Tissue-dependent alterations in lipid mass in mice lacking glycerol kinase

Abstract

Glycerol kinase (ATP:glycerol-3-phosphotransferase, EC 2.7.1.30, glycerokinase) (Gyk) has a central role in plasma glycerol extraction and utilization by tissues for lipid biosynthesis. Gyk deficiency causes various phenotypic changes ranging from asymptomatic hyperglycerolemia to a severe metabolic disorder with growth and psychomotor retardation. To better understand the potential role of Gyk in tissue lipid metabolism, we determined phospholipid (PL), cholesterol (Chol), and triacylglycerol (TG) mass in a number of tissues from mice lacking Gyk. We report a tissue-dependent response to Gyk gene deletion.

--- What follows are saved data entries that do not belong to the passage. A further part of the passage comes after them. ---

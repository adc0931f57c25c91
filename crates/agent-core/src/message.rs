//! Conversation Messages
//!
//! Standard message format exchanged between the agent and providers.

use serde::{Deserialize, Serialize};

/// Role of a message sender
#[derive(Clone, Debug, PartialEq, Eq, Serialize, Deserialize)]
#[serde(rename_all = "lowercase")]
pub enum Role {
    /// System prompt/instructions
    System,
    /// User input
    User,
    /// Assistant (LLM) response
    Assistant,
    /// Tool result (injected as context)
    Tool,
}

impl std::fmt::Display for Role {
    fn fmt(&self, f: &mut std::fmt::Formatter<'_>) -> std::fmt::Result {
        match self {
            Role::System => write!(f, "system"),
            Role::User => write!(f, "user"),
            Role::Assistant => write!(f, "assistant"),
            Role::Tool => write!(f, "tool"),
        }
    }
}

/// A single message in a conversation
#[derive(Clone, Debug, Serialize, Deserialize)]
pub struct Message {
    /// Message role
    pub role: Role,

    /// Text content
    pub content: String,
}

impl Message {
    /// Create a new message
    pub fn new(role: Role, content: impl Into<String>) -> Self {
        Self {
            role,
            content: content.into(),
        }
    }

    /// Create a system message
    pub fn system(content: impl Into<String>) -> Self {
        Self::new(Role::System, content)
    }

    /// Create a user message
    pub fn user(content: impl Into<String>) -> Self {
        Self::new(Role::User, content)
    }

    /// Create an assistant message
    pub fn assistant(content: impl Into<String>) -> Self {
        Self::new(Role::Assistant, content)
    }

    /// Create a tool result message
    pub fn tool(content: impl Into<String>) -> Self {
        Self::new(Role::Tool, content)
    }
}

/// Conversation history assembled for a single agent run
#[derive(Clone, Debug, Default, Serialize, Deserialize)]
pub struct Conversation {
    messages: Vec<Message>,
}

impl Conversation {
    pub fn new() -> Self {
        Self::default()
    }

    pub fn with_system_prompt(prompt: impl Into<String>) -> Self {
        let mut conv = Self::new();
        conv.push(Message::system(prompt));
        conv
    }

    /// Add a message
    pub fn push(&mut self, message: Message) {
        self.messages.push(message);
    }

    /// Get all messages
    pub fn messages(&self) -> &[Message] {
        &self.messages
    }

    /// Get the last message
    pub fn last(&self) -> Option<&Message> {
        self.messages.last()
    }

    /// Number of messages
    pub fn len(&self) -> usize {
        self.messages.len()
    }

    /// Check if empty
    pub fn is_empty(&self) -> bool {
        self.messages.is_empty()
    }
}

#[cfg(test)]
mod tests {
    use super::*;

    #[test]
    fn test_message_creation() {
        let msg = Message::user("Hello");
        assert_eq!(msg.role, Role::User);
        assert_eq!(msg.content, "Hello");
    }

    #[test]
    fn test_conversation() {
        let mut conv = Conversation::with_system_prompt("You are helpful.");
        conv.push(Message::user("Hi"));
        conv.push(Message::assistant("Hello!"));

        assert_eq!(conv.len(), 3);
        assert!(conv.last().unwrap().role == Role::Assistant);
    }
}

Tissues with elevated total PL mass (brain, kidney, muscle) were characterized by the increased mass of ethanolamine glycerophospholipids (EtnGpl), choline glycerophospholipids, and phosphatidylserine (PtdSer). In heart, lipid changes were characterized by a reduction in total PL, including decreased EtnGpl, phosphatidylinositol, and PtdSer mass and decreased TG and FFA mass. In parallel with tissue PL alterations, tissue Chol was also changed, maintaining a normal Chol/PL ratio. Under conditions of Gyk deficiency, we speculate that glycerol-3-phosphate and lipid production is maintained via alternative biosynthesis, including glycolysis, glyceroneogenesis, or by direct acylation of glycerol in brain, muscle, kidney, and liver, but not in heart.